Cosemtic Medicine and the Mature Woman


Sheena Burnell, M.D.

Like all aspects of ageing, the decision to have “something done” to maintain a youthful appearance is a deeply personal and highly individual one. While for some women this process may start as early as their 30’s or even their 20’s there are other women don’t want or need any intervention until their 50’s or beyond. The fact is that we all age very differently and our desire to look youthful or beautiful is as individual as we are.

For most of us however it’s our late 40’s with our changing hormone levels, thinning of the collagen layer and slowing of cell turnover when we first start to really notice changes in our skin.

For some women this is simply part of the natural ageing process and they’d no more think of trying to change this than deny their maturity and wisdom. For other women however the changes are unwelcome and many describe a mismatch between how they feel on the inside and how they look on the outside. With advances in healthcare and improved fitness levels, clients will commonly say they still feel 35 and don’t know who this slightly grumpy older woman is looking back at them in the mirror! For women who feel this way, cosmetic medicine and cosmetic surgery may offer a very satisfactory solution if performed skillfully and can give a subtly fresher look without altering the appearance or looking ‘done’.

While most people associate ageing with wrinkles and indeed wrinkle-relaxing treatments such as Botox are here to stay, the big news in recent years is the understanding that ageing is not so much due to the actions of gravity on our faces as loss of volume, that is losing the plumpness and cushioning effect of the collagen and fat pads under the skin. We all know about the ageing effects of dramatic weight loss past a certain age and as many women mature they like to have a little meat on their bones – as Sharon Stone famously said, “As I get older I realize I have to choose between my face and my butt”. But whatever weight you are, as you age this volume loss accelerates and is most noticeable in the eye, temple, cheek, lip and jaw area. This results in the eyes and temples looking hollow, the cheeks looking flat and possibly lined, thinning of the lips and laxity of the tissues in the lower face and jawline, giving that slightly sad, jowly, bloodhound look detested by so many women.

With this in mind, many of the products now on the market are designed to replace volume. Whereas in the past a facelift was often the first (and only) option, judicious use of fillers which mimic the skin’s natural physiology such as Restylane, Radiesse and Juvederm is now frontline treatment and may delay or even avoid the need for a surgical procedure altogether.

As well as these tried and tested synthetic products, there is also an exciting new wave of techniques based on kick-starting new collagen growth via stem cell stimulation. These treatments are often spinoffs from more mainstream medical developments and include treatments such as PRP, the “stem cell facelift” and facial fat grafting. Results of these treatments can be very long-lasting and as the bodies’ own cells are used, are extremely safe and risk-free.

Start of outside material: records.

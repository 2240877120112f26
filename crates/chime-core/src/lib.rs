//! chime-core
//!
//! Due-status classification and reminder scheduling for a personal task
//! list. The task store itself is external; this crate owns the policy:
//! which bucket a task falls into, when the one-hour reminder fires, and
//! how firings are de-duplicated across polling ticks.
//!
//! # モジュール構成
//! - **domain**: ドメインモデル（ids, task, due, events, errors）
//! - **ports**: 抽象化レイヤー（Clock, TaskSource, Notifier, ReminderMailer, など）
//! - **app**: アプリケーションロジック（builder, scheduler, dispatch state, config）
//! - **impls**: 実装（InMemoryTaskSource, HttpMailer, recording doubles）

pub mod app;
pub mod domain;
pub mod impls;
pub mod ports;

pub use app::{
    BuildError, DUE_SOON_TITLE, OVERDUE_TITLE, ReminderScheduler, SchedulerBuilder,
    SchedulerConfig, SchedulerHandle, TickReport,
};
pub use domain::{ChimeError, DueStatus, ReminderEvent, Task, TaskId, TaskRecord, classify};
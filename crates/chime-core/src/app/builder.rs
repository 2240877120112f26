//! SchedulerBuilder - wiring and fail-fast validation.
//!
//! The builder is the only way to construct a `ReminderScheduler`. Missing
//! wiring is a `BuildError` at build time, not a panic at the first tick.

use std::sync::Arc;

use crate::app::config::SchedulerConfig;
use crate::app::scheduler::ReminderScheduler;
use crate::ports::{
    Clock, EventSink, NoopEventSink, Notifier, ReminderMailer, SystemClock, TaskSource,
};

#[derive(Debug, thiserror::Error)]
pub enum BuildError {
    #[error("recipient email is required but was not set")]
    MissingRecipient,

    #[error("recipient email must not be blank")]
    BlankRecipient,

    #[error("missing port: {0}. Wire it before calling build().")]
    MissingPort(&'static str),
}

/// Builder for [`ReminderScheduler`].
///
/// Clock and event sink default to `SystemClock`/`NoopEventSink`; the task
/// source, notifier, and mailer must be supplied, as must the recipient.
#[derive(Default)]
pub struct SchedulerBuilder {
    recipient: Option<String>,
    config: SchedulerConfig,
    clock: Option<Arc<dyn Clock>>,
    tasks: Option<Arc<dyn TaskSource>>,
    notifier: Option<Arc<dyn Notifier>>,
    mailer: Option<Arc<dyn ReminderMailer>>,
    events: Option<Arc<dyn EventSink>>,
}

impl SchedulerBuilder {
    pub fn new() -> Self {
        Self::default()
    }

    /// Email address reminders are sent to (the session user).
    pub fn recipient(mut self, email: impl Into<String>) -> Self {
        self.recipient = Some(email.into());
        self
    }

    pub fn config(mut self, config: SchedulerConfig) -> Self {
        self.config = config;
        self
    }

    pub fn clock(mut self, clock: Arc<dyn Clock>) -> Self {
        self.clock = Some(clock);
        self
    }

    pub fn task_source(mut self, tasks: Arc<dyn TaskSource>) -> Self {
        self.tasks = Some(tasks);
        self
    }

    pub fn notifier(mut self, notifier: Arc<dyn Notifier>) -> Self {
        self.notifier = Some(notifier);
        self
    }

    pub fn mailer(mut self, mailer: Arc<dyn ReminderMailer>) -> Self {
        self.mailer = Some(mailer);
        self
    }

    pub fn event_sink(mut self, events: Arc<dyn EventSink>) -> Self {
        self.events = Some(events);
        self
    }

    pub fn build(self) -> Result<ReminderScheduler, BuildError> {
        let recipient = self.recipient.ok_or(BuildError::MissingRecipient)?;
        if recipient.trim().is_empty() {
            return Err(BuildError::BlankRecipient);
        }

        let tasks = self.tasks.ok_or(BuildError::MissingPort("task_source"))?;
        let notifier = self.notifier.ok_or(BuildError::MissingPort("notifier"))?;
        let mailer = self.mailer.ok_or(BuildError::MissingPort("mailer"))?;
        let clock = self.clock.unwrap_or_else(|| Arc::new(SystemClock));
        let events = self.events.unwrap_or_else(|| Arc::new(NoopEventSink));

        Ok(ReminderScheduler::new(
            recipient, self.config, clock, tasks, notifier, mailer, events,
        ))
    }
}
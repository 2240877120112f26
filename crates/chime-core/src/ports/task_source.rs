//! TaskSource port - the session-owned task list.
//!
//! The scheduler re-reads the full list on every tick and derives everything
//! from the snapshot; it never caches tasks between ticks. The list itself is
//! owned by the consuming session (page, CLI, test) and mutated only there.

use async_trait::async_trait;

use crate::domain::{ChimeError, Task};

#[async_trait]
pub trait TaskSource: Send + Sync {
    /// Returns the current full task list.
    async fn snapshot(&self) -> Result<Vec<Task>, ChimeError>;
}
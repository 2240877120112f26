use thiserror::Error;

/// Domain-level errors surfaced to library callers.
///
/// Side-effect failures (mailer, notifier) are deliberately absent: those are
/// best-effort and handled at the scheduler, never propagated out of a tick.
#[derive(Debug, Error)]
pub enum ChimeError {
    #[error("invalid task: {0}")]
    InvalidTask(String),

    #[error("task source unavailable: {0}")]
    TaskSource(String),
}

Also popular are laser and light therapy treatments again aimed at stimulating collagen production as well as improving skin texture and colour. Very safe and a long way from the destructive older-style laser treatments, these newer laser treatments aim to create plumper fresher skin with far less discomfort and minimal down-time, and are especially popular for the neck and jowl area with women who either don’t need or don’t want a surgical procedure.

What all these treatments noticeably have in common is improving on what you already have rather than trying to alter the underlying features, and they are therefore very suitable for mature faces. Most importantly the treatments can be tailor-made to your aesthetic goals so the results are extremely natural and subtle and bear no resemblance to the ‘wind-tunnel’ or ‘permanently surprised’ looks of previous decades.

As in everything in life good results depend on choosing the best and being prepared to pay for it. Regardless of the materials, techniques and technology available, good results depend upon having realistic expectations, finding the best practitioner you can and being prepared to communicate to them your aesthetic goals, and in turn heeding their advice about what can be achieved. 

Cosmetic medicine and surgery are hot topics in today’s age-conscious society and there are just as many people warning of dire consequences as there are those who consider Botox a normal part of their beauty routine. The most important thing to remember is the choice is a private and personal one and despite pressures from family, friends, the media and society, the decision to have or not to have some type of cosmetic procedure is yours and yours alone and should therefore be made with only one person in mind – and that is you.


 Dr Sheena Burnell is an Australian-trained medical doctor currently living and working in Shanghai. Although her primary qualification is in anaesthesiology, she has also received training in cosmetic medicine and has a particular interest in the use of injectables such as Botox and fillers as well as laser for facial rejuvenation. Dr Burnell also has interests in art, music, wine education and Chinese textiles, and writes regularly for several publications.